EXERCISE:
For the data below, give the number of lines in which "display" occurs. Include nothing besides that number.

[[ WORKING DATA, beginning ]]

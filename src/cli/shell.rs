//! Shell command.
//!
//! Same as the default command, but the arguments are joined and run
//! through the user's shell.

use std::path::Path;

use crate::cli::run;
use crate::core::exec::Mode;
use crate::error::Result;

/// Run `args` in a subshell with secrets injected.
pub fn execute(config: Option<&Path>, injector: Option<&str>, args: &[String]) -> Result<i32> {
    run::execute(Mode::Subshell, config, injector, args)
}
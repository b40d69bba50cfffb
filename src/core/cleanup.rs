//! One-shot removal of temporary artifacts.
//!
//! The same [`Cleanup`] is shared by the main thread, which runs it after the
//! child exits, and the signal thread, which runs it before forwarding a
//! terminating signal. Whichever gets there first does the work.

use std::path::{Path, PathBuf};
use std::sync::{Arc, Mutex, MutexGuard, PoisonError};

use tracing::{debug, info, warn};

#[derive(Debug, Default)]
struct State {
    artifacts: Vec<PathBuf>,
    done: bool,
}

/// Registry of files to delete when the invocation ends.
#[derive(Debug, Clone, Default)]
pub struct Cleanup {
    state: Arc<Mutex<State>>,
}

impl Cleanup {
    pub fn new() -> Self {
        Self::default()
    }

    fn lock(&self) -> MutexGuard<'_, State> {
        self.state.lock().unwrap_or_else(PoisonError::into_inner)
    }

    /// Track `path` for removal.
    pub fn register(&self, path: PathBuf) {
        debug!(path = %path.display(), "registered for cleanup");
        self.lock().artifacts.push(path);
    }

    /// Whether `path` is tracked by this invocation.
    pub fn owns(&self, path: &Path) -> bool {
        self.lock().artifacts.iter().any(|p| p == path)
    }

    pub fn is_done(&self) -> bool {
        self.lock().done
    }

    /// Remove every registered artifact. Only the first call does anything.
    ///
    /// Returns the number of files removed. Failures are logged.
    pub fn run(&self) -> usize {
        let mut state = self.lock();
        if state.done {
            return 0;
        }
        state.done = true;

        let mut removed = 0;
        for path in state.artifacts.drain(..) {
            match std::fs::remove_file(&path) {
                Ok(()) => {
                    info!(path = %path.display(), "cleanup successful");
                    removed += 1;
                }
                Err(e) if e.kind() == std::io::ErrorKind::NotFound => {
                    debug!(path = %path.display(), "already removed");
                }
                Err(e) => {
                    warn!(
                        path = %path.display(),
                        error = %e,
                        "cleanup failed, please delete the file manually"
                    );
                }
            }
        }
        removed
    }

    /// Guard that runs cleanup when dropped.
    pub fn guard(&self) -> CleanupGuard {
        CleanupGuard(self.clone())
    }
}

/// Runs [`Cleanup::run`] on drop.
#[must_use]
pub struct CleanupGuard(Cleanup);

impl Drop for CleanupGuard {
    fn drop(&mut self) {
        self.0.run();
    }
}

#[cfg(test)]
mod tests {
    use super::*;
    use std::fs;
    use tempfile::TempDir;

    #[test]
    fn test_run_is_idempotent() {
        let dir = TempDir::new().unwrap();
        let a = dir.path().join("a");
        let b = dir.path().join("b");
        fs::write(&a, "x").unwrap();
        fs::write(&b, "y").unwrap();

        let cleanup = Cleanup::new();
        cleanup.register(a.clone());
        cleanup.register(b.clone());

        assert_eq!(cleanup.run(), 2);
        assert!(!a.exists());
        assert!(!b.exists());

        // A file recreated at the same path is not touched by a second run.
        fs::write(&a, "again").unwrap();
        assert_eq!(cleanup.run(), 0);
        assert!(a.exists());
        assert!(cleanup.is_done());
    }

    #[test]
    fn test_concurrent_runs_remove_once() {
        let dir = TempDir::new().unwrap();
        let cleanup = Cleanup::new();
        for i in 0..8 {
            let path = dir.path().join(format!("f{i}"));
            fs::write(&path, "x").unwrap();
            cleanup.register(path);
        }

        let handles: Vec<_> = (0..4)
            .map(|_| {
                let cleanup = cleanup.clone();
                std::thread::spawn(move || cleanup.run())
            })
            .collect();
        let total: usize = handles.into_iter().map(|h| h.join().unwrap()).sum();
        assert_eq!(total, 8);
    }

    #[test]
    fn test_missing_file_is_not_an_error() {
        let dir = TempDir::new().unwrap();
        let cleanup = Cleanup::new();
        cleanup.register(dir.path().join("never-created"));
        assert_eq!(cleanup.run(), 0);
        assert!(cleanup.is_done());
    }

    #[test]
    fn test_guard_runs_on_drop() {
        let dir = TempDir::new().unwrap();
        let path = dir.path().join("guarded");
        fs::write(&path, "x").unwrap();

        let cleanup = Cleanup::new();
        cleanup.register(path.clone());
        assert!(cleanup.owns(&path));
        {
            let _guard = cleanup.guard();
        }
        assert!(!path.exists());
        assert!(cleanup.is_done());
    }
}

[[ WORKING DATA, end ]]

EXERCISE RESULT:
4